Not excused by the insolvency or bankruptcy of the drawee or other party.] The holder of a bill is not excused from giving notice of its dishonor, though the drawee or acceptor has become insolvent or bankrupt, and the other parties to the bill were aware of that fact. In an action againt the drawer of a bill, to whom no notice of dishonor had been given, the acceptor, being called as a witness, stated, that when the bill was drawn he was indebted to the drawer in more than the amount of the bill; but that he then represented to the drawer that it would not be in his power to provide for the bill, and that it was, therefore, understood between them that the drawer should provide for it: Lord Kenyon, notwithstanding, held, that notice was necessary. Staples v. Okines, 1 Esp. 332. So where B. for the accommodation of A., who was considerably indebted, indorsed a note made by A., and payable at D.'s, and shortly before it became due desired D. to send it to him, and said he would pay it; it was held, that B. was, notwithstanding, entitled to notice of the dishonor of the note. Per Eyre, C. J. "It sounds harsh, that a known bankruptcy should not be equivalent to a demand or notice; but the rule is too strong to be dispensed with." Nicholson v. Gouthit, 2 H. Bl. 609. So in Russell v.
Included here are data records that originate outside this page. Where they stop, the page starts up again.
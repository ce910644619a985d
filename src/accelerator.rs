//! Evaluation backends for the lookahead tie-break.
//!
//! [`LookaheadAccelerator`] is the capability boundary a session is built with.
//! [`InProcessEvaluator`] computes everything on the calling thread and is always
//! available; [`ThreadPoolAccelerator`] moves the work to a dedicated pool and gives up
//! after a per-call timeout.

use std::sync::Arc;
use std::sync::mpsc;
use std::time::Duration;

use rayon::prelude::*;
use rayon::{ThreadPool, ThreadPoolBuilder};

use crate::cache::{CacheStats, LookaheadCache, LookaheadKey};
use crate::comparator::{LookaheadContext, LookaheadScorer, OrientationComparator, best_orientation};
use crate::config::LookaheadConfig;
use crate::error::AcceleratorError;
use crate::geometry::{EmptyBoxStability, Orientation, PlacementSite, RemainingSpace};
use crate::lookahead::simulate;
use crate::model::Item;
use crate::types::Dimensions;

/// Backend computing lookahead counts and orientation choices.
///
/// Every operation may fail; callers are expected to fall back to an
/// [`InProcessEvaluator`] when they do.
pub trait LookaheadAccelerator: Send + Sync {
    /// Counts the sampled items that would still fit after placing `orientation`.
    fn compute_lookahead_count(
        &self,
        orientation: Dimensions,
        sample: &[Item],
        space: &RemainingSpace,
        limit: usize,
    ) -> Result<usize, AcceleratorError>;

    /// Counts for several orientations sharing one context.
    fn compute_lookahead_counts(
        &self,
        orientations: &[Dimensions],
        sample: &[Item],
        space: &RemainingSpace,
        limit: usize,
    ) -> Result<Vec<usize>, AcceleratorError> {
        orientations
            .iter()
            .map(|dims| self.compute_lookahead_count(*dims, sample, space, limit))
            .collect()
    }

    /// Chooses the orientation to pack `item` in, or `None` if it cannot be packed here.
    fn compute_best_orientation(
        &self,
        item: &Arc<Item>,
        prev: Option<&Orientation>,
        next_items: &[Item],
        space: &RemainingSpace,
        site: &PlacementSite<'_>,
        packed_weight: u64,
    ) -> Result<Option<Orientation>, AcceleratorError>;

    fn clear_cache(&self) -> Result<(), AcceleratorError>;

    fn cache_size(&self) -> Result<usize, AcceleratorError>;
}

/// Pure evaluator backed by a session-owned cache.
#[derive(Debug)]
pub struct InProcessEvaluator {
    cache: LookaheadCache,
    stability: EmptyBoxStability,
    limit: usize,
    verify_cache_hits: bool,
}

impl InProcessEvaluator {
    pub fn new(limit: usize, verify_cache_hits: bool) -> Self {
        Self {
            cache: LookaheadCache::new(),
            stability: EmptyBoxStability::new(),
            limit: limit.max(1),
            verify_cache_hits,
        }
    }

    pub fn from_config(config: &LookaheadConfig) -> Self {
        Self::new(config.limit, config.verify_cache_hits)
    }

    /// Cached lookahead count.
    pub fn evaluate(
        &self,
        orientation: Dimensions,
        space: &RemainingSpace,
        sample: &[Item],
        limit: usize,
    ) -> usize {
        let key = LookaheadKey::new(orientation, space, sample, limit);
        let compute = || simulate(orientation, space, sample, limit);
        if self.verify_cache_hits {
            self.cache.get_or_compute_verified(key, compute)
        } else {
            self.cache.get_or_compute(key, compute)
        }
    }

    /// Orientation choice with lookahead served by this evaluator.
    pub fn best_orientation(
        &self,
        item: &Arc<Item>,
        prev: Option<&Orientation>,
        next_items: &[Item],
        space: &RemainingSpace,
        site: &PlacementSite<'_>,
        packed_weight: u64,
    ) -> Option<Orientation> {
        let context = LookaheadContext::new(*space, next_items);
        let comparator = OrientationComparator::new(context, self, self.limit, false);
        best_orientation(&comparator, item, prev, site, packed_weight, &self.stability)
    }

    /// Memo of empty-container stability used by the orientation filter.
    pub fn stability(&self) -> &EmptyBoxStability {
        &self.stability
    }

    pub fn cache(&self) -> &LookaheadCache {
        &self.cache
    }

    pub fn cache_stats(&self) -> CacheStats {
        self.cache.stats()
    }
}

impl Default for InProcessEvaluator {
    fn default() -> Self {
        Self::from_config(&LookaheadConfig::default())
    }
}

impl LookaheadScorer for InProcessEvaluator {
    fn score(
        &self,
        orientation: Dimensions,
        space: &RemainingSpace,
        sample: &[Item],
        limit: usize,
    ) -> Option<usize> {
        Some(self.evaluate(orientation, space, sample, limit))
    }
}

impl LookaheadAccelerator for InProcessEvaluator {
    fn compute_lookahead_count(
        &self,
        orientation: Dimensions,
        sample: &[Item],
        space: &RemainingSpace,
        limit: usize,
    ) -> Result<usize, AcceleratorError> {
        Ok(self.evaluate(orientation, space, sample, limit))
    }

    fn compute_best_orientation(
        &self,
        item: &Arc<Item>,
        prev: Option<&Orientation>,
        next_items: &[Item],
        space: &RemainingSpace,
        site: &PlacementSite<'_>,
        packed_weight: u64,
    ) -> Result<Option<Orientation>, AcceleratorError> {
        Ok(self.best_orientation(item, prev, next_items, space, site, packed_weight))
    }

    fn clear_cache(&self) -> Result<(), AcceleratorError> {
        self.cache.clear();
        self.stability.clear();
        Ok(())
    }

    fn cache_size(&self) -> Result<usize, AcceleratorError> {
        Ok(self.cache.len())
    }
}

/// Accelerator running evaluations on a dedicated rayon pool.
///
/// Each call waits at most `timeout` for its answer. A call that times out keeps running
/// in the pool; its result is dropped.
pub struct ThreadPoolAccelerator {
    pool: ThreadPool,
    evaluator: Arc<InProcessEvaluator>,
    timeout: Duration,
}

impl ThreadPoolAccelerator {
    /// Builds a pool with `threads` workers (0 lets rayon decide).
    pub fn new(threads: usize, config: &LookaheadConfig) -> Result<Self, AcceleratorError> {
        let pool = ThreadPoolBuilder::new()
            .num_threads(threads)
            .thread_name(|idx| format!("lookahead-{idx}"))
            .build()
            .map_err(|err| AcceleratorError::Unavailable(err.to_string()))?;

        log::debug!(
            "Started lookahead pool with {} threads (timeout {:?})",
            pool.current_num_threads(),
            config.accelerator_timeout
        );

        Ok(Self {
            pool,
            evaluator: Arc::new(InProcessEvaluator::from_config(config)),
            timeout: config.accelerator_timeout,
        })
    }

    pub fn timeout(&self) -> Duration {
        self.timeout
    }

    /// Runs `job` on the pool and waits for its result.
    fn run<T, F>(&self, job: F) -> Result<T, AcceleratorError>
    where
        T: Send + 'static,
        F: FnOnce(&InProcessEvaluator) -> T + Send + 'static,
    {
        let (tx, rx) = mpsc::channel();
        let evaluator = Arc::clone(&self.evaluator);
        self.pool.spawn(move || {
            // The receiver is gone if the caller timed out.
            let _ = tx.send(job(&evaluator));
        });

        rx.recv_timeout(self.timeout).map_err(|err| match err {
            mpsc::RecvTimeoutError::Timeout => AcceleratorError::Timeout(self.timeout),
            mpsc::RecvTimeoutError::Disconnected => {
                AcceleratorError::Unavailable("lookahead worker terminated".to_string())
            }
        })
    }
}

impl std::fmt::Debug for ThreadPoolAccelerator {
    fn fmt(&self, f: &mut std::fmt::Formatter<'_>) -> std::fmt::Result {
        f.debug_struct("ThreadPoolAccelerator")
            .field("threads", &self.pool.current_num_threads())
            .field("timeout", &self.timeout)
            .finish()
    }
}

impl LookaheadAccelerator for ThreadPoolAccelerator {
    fn compute_lookahead_count(
        &self,
        orientation: Dimensions,
        sample: &[Item],
        space: &RemainingSpace,
        limit: usize,
    ) -> Result<usize, AcceleratorError> {
        let sample = sample.to_vec();
        let space = *space;
        self.run(move |evaluator| evaluator.evaluate(orientation, &space, &sample, limit))
    }

    fn compute_lookahead_counts(
        &self,
        orientations: &[Dimensions],
        sample: &[Item],
        space: &RemainingSpace,
        limit: usize,
    ) -> Result<Vec<usize>, AcceleratorError> {
        let orientations = orientations.to_vec();
        let sample = sample.to_vec();
        let space = *space;
        self.run(move |evaluator| {
            orientations
                .par_iter()
                .map(|dims| evaluator.evaluate(*dims, &space, &sample, limit))
                .collect()
        })
    }

    fn compute_best_orientation(
        &self,
        item: &Arc<Item>,
        prev: Option<&Orientation>,
        next_items: &[Item],
        space: &RemainingSpace,
        site: &PlacementSite<'_>,
        packed_weight: u64,
    ) -> Result<Option<Orientation>, AcceleratorError> {
        let item = Arc::clone(item);
        let prev = prev.cloned();
        let next_items = next_items.to_vec();
        let space = *space;
        let packed = site.packed.clone();
        let position = site.position;
        let constraint = site.constraint.clone();
        self.run(move |evaluator| {
            let site = PlacementSite {
                packed: &packed,
                position,
                constraint,
            };
            evaluator.best_orientation(
                &item,
                prev.as_ref(),
                &next_items,
                &space,
                &site,
                packed_weight,
            )
        })
    }

    fn clear_cache(&self) -> Result<(), AcceleratorError> {
        self.evaluator.cache().clear();
        self.evaluator.stability().clear();
        Ok(())
    }

    fn cache_size(&self) -> Result<usize, AcceleratorError> {
        Ok(self.evaluator.cache().len())
    }
}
Langstaff, Dougl. 497.515, 4th ed. it was said, arguendo, that it had been frequently ruled at Guildhall, that it is not an excuse for not making a demand on a note or bill, or for not giving notice of non-payment, that the drawer or acceptor has become bankrupt, as many means may be resorted to of obtaining payment, by the assistance of friends or otherwise. See also Whitheld v. Savage, 2 B. & P. 277. Thackray v. Blackett, 3 Campb. 164. Ex parte Wilson, 11 Ves. 412. The indorsers of a bill, which was dishonored, had received no notice of its dishonor, but knew that the drawer and acceptor were insolvent. The court held, that they were

discharged by the want of notice. Per Lord Ellenborough, "It is too late now to contend, that the insolvency of the drawer or acceptor dispenses with the necessity of a demand of payment or of notice of dishonor; and as to knowledge of the dishonor by the person to be charged on the bill, being equivalent to due notice of it given to him by the holder, the case of Nicholson v. Gouthit (supra), is so decisive an authority against that doctrine, that we cannot enter again into the discussion of it." Esdaile v. Sowerby, 11 East, 114.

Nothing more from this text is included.